The looming disaster called India’s ‘Covid-19 vaccination program’

What will the government offer as an explanation when at the end of this year it will barely manage to achieve less than half of what it has promised on affidavit in the Supreme Court?

  • Alok Jagdhari

Prime Minister Narendra Modi and the Union Health Minster Dr Harshvardhan have said that the government intends to vaccinate the entire Indian population (above  two years of age) as a measure to fight the devastating ongoing covid-19 pandemic that by some estimates has already taken a million lives  and devastated innumerable families in the country.

In response to the Supreme Court hauling it up for its poor management of the vaccination programme and the Covid-19 pandemic as a whole, the government of India filed an affidavit in the Supreme Court to this effect.

The government said that it intends to do this by administering 50 crore does of Covishield, 40 crore doses of Covaxin, 30 Crore does of Bio E subunit, 5 crore doses of Zydus Cadilla DNA and 10 Crore doses of Sputnik V, amounting to a total of 135 crore doses.

It is estimated that by July 31, with present supply and stock levels of all vaccines, a total of 51.6 crore doses will be administered, whereas the total adult population of 93-94 crores needs approximately 188 crore vaccines till December 31st. So from August 2021 to December 31, 2021, the government says it will procure and administer roughly 135 core vaccines.

Given the production capacities of vaccine production in the country, the question is, how does the government intend to achieve this target that it is sworn to on affidavit in none other than the Supreme Court?

The Serum Institute of India, which produces the Oxford-AstraZennica vaccine ‘Covishield’,  has a maximum installed production capacity of 7 crore vaccines per month. The institute has been planning to increase its production level to 10 crore per month but on an average they have delivered only 4 crore per month, whereas the government expects it to produce 10 crore vaccines per month.

The other vaccine being extensively used in India is ‘Covaxin’, manufactured by Hyderabad based, Bharat Biotech. The government of India is counting on this manufacturer to deliver 10 crore shots per month, but all that the lab has managed to deliver in the last six months is 5 crore vaccines. This vaccine has also been rejected by authorities in Brazil.

Further, Biological-e on its website has stated that it plans to produce 10cr vaccine shots during the whole of 2021, while the Zydus Cadilla and Bio-E vaccines have not even been approved.

At the same time, SputnikV has been rejected by the Brazilian ANVISA and not approved by the EU even after 4 months of investigation.

A closer look at all these facts regarding the vaccine production capacities of the country reveals that, clearly the government, that too on affidavit, expects to gaslight its way out of this devastating disaster which to a great degree has been made worse by the total mismanagement and lack of needed action at the start by the government.

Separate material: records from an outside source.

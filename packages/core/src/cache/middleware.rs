//! Read-through response caching for the HTTP router.
//!
//! Applied with `axum::middleware::from_fn_with_state`. Only `GET`
//! requests to routes with a configured TTL are considered; everything
//! else passes straight through. Every cacheable request also appends a
//! history snapshot, whether it was a hit or a miss.
//!
//! Store failures are logged and swallowed. The caller always gets the
//! handler's response, cached or not.

use std::collections::{BTreeMap, HashMap};
use std::sync::Arc;
use std::time::Duration;

use axum::{
    body::{self, Body, HttpBody},
    extract::{Query, Request, State},
    http::{header, HeaderValue, Method, StatusCode},
    middleware::Next,
    response::{IntoResponse, Response},
};
use serde_json::Value;

use crate::metrics::AppMetrics;

use super::history::{
    extract_fields, HistoryDomain, ROUTE_MINT_ANALYTICS, ROUTE_NETWORK_STATUS, ROUTE_PERFORMANCE,
    ROUTE_PUMP_TRENDING, ROUTE_RPC_NODES,
};
use super::store::CacheStore;

pub const X_CACHE: &str = "x-cache";

/// Largest response body the layer will buffer for caching.
pub const DEFAULT_MAX_BODY_BYTES: usize = 4 * 1024 * 1024;

/// Built-in per-route TTLs in seconds.
pub const DEFAULT_ROUTE_TTLS: &[(&str, u64)] = &[
    (ROUTE_NETWORK_STATUS, 30),
    (ROUTE_PERFORMANCE, 60),
    (ROUTE_RPC_NODES, 300),
    (ROUTE_MINT_ANALYTICS, 60),
    (ROUTE_PUMP_TRENDING, 30),
];

#[derive(Debug, Clone)]
pub struct CacheConfig {
    /// Route path to TTL in seconds. A route absent from the map is never cached.
    pub route_ttls: HashMap<String, u64>,
    pub retention_days: i64,
    /// Responses larger than this, or of unknown length, are passed through uncached.
    pub max_body_bytes: usize,
}

impl Default for CacheConfig {
    fn default() -> Self {
        Self {
            route_ttls: DEFAULT_ROUTE_TTLS
                .iter()
                .map(|(route, ttl)| (route.to_string(), *ttl))
                .collect(),
            retention_days: 7,
            max_body_bytes: DEFAULT_MAX_BODY_BYTES,
        }
    }
}

impl CacheConfig {
    /// Merge `overrides` over the current table. A TTL of zero removes the route.
    pub fn with_overrides(mut self, overrides: HashMap<String, u64>) -> Self {
        for (route, ttl) in overrides {
            if ttl == 0 {
                self.route_ttls.remove(&route);
            } else {
                self.route_ttls.insert(route, ttl);
            }
        }
        self
    }

    pub fn ttl_for(&self, route: &str) -> Option<Duration> {
        self.route_ttls.get(route).map(|secs| Duration::from_secs(*secs))
    }
}

#[derive(Clone)]
pub struct CacheLayerState {
    pub store: Arc<CacheStore>,
    pub config: Arc<CacheConfig>,
    pub metrics: Option<Arc<AppMetrics>>,
}

impl CacheLayerState {
    pub fn new(store: Arc<CacheStore>, config: Arc<CacheConfig>) -> Self {
        Self {
            store,
            config,
            metrics: None,
        }
    }

    pub fn with_metrics(mut self, metrics: Arc<AppMetrics>) -> Self {
        self.metrics = Some(metrics);
        self
    }

    async fn record_history(&self, route: &str, query: &BTreeMap<String, String>, payload: &str) {
        let Some(domain) = HistoryDomain::for_route(route) else {
            return;
        };

        let parsed = match serde_json::from_str::<Value>(payload) {
            Ok(value) => value,
            Err(err) => {
                tracing::warn!(route, "history payload is not valid JSON: {}", err);
                Value::Null
            }
        };
        let fields = extract_fields(domain, query, &parsed);

        match self.store.record_history(&fields, payload).await {
            Ok(_) => {
                if let Some(metrics) = &self.metrics {
                    metrics.history_records_total.inc();
                }
            }
            Err(err) => tracing::warn!(route, "failed to record {} history: {}", domain, err),
        }
    }
}

pub async fn cache_middleware(
    State(state): State<CacheLayerState>,
    request: Request,
    next: Next,
) -> Response {
    if request.method() != Method::GET {
        return next.run(request).await;
    }

    let route = request.uri().path().to_string();
    let Some(ttl) = state.config.ttl_for(&route) else {
        return next.run(request).await;
    };

    let query: BTreeMap<String, String> = Query::try_from_uri(request.uri())
        .map(|Query(query)| query)
        .unwrap_or_default();
    let params = Value::Object(
        query
            .iter()
            .map(|(k, v)| (k.clone(), Value::String(v.clone())))
            .collect(),
    );

    match state.store.get(&route, &params, ttl).await {
        Ok(Some(payload)) => {
            tracing::debug!(route = %route, "cache hit");
            if let Some(metrics) = &state.metrics {
                metrics.cache_hits_total.inc();
            }
            state.record_history(&route, &query, &payload).await;
            return cached_response(payload);
        }
        Ok(None) => {}
        Err(err) => tracing::warn!(route = %route, "cache lookup failed: {}", err),
    }

    if let Some(metrics) = &state.metrics {
        metrics.cache_misses_total.inc();
    }

    let response = next.run(request).await;
    if !response.status().is_success() || !is_json(&response) {
        return response;
    }

    let limit = state.config.max_body_bytes;
    let fits = response
        .body()
        .size_hint()
        .upper()
        .is_some_and(|upper| upper <= limit as u64);
    if !fits {
        tracing::debug!(route = %route, limit, "response too large to cache");
        return response;
    }

    let (mut parts, body) = response.into_parts();
    let bytes = match body::to_bytes(body, limit).await {
        Ok(bytes) => bytes,
        Err(err) => {
            tracing::error!(route = %route, "failed to buffer response body: {}", err);
            return StatusCode::BAD_GATEWAY.into_response();
        }
    };

    match std::str::from_utf8(&bytes) {
        Ok(payload) => {
            if let Err(err) = state.store.put(&route, payload, &params, ttl).await {
                tracing::warn!(route = %route, "failed to store cache entry: {}", err);
            }
            state.record_history(&route, &query, payload).await;
        }
        Err(err) => tracing::warn!(route = %route, "response body is not UTF-8: {}", err),
    }

    parts
        .headers
        .insert(X_CACHE, HeaderValue::from_static("MISS"));
    Response::from_parts(parts, Body::from(bytes))
}

fn is_json(response: &Response) -> bool {
    response
        .headers()
        .get(header::CONTENT_TYPE)
        .and_then(|value| value.to_str().ok())
        .map(|value| value.starts_with("application/json"))
        .unwrap_or(false)
}

fn cached_response(payload: String) -> Response {
    (
        StatusCode::OK,
        [
            (header::CONTENT_TYPE, HeaderValue::from_static("application/json")),
            (
                header::HeaderName::from_static(X_CACHE),
                HeaderValue::from_static("HIT"),
            ),
        ],
        payload,
    )
        .into_response()
}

The government strategy seems to be to expecting delivery of 90 crore vaccines from two companies that have produced less than on-third of the required doses in the last 6 months and from 3 companies that have not produced a single dose of vaccine as yet.

Of these 135 crore doses, the government intends to use 35 crore doses of  vaccines that have no approval and 50 Crore does of (Covaxin and Sputnik V) that don’t have international approvals.

In one of the most important life and death issues ever facing the nation, the government of India’s strategy is clearly to gaslight its way out of a tight spot Supreme Court put it into. What’s even more alarming is that the 2 most effective vaccines being used extensively in Europe and N America, Pfizer and Moderna, are not on this list.

Gas-lighting to try to work yourself out of a tight spot in the SC is one thing, while the realities of producing vaccines are quite another which now leaves the government in a very tight spot 6 months down the road.

What will the government offer as an explanation when at the end of this year it will barely manage to achieve less than half of what it has promised on affidavit in the Supreme Court?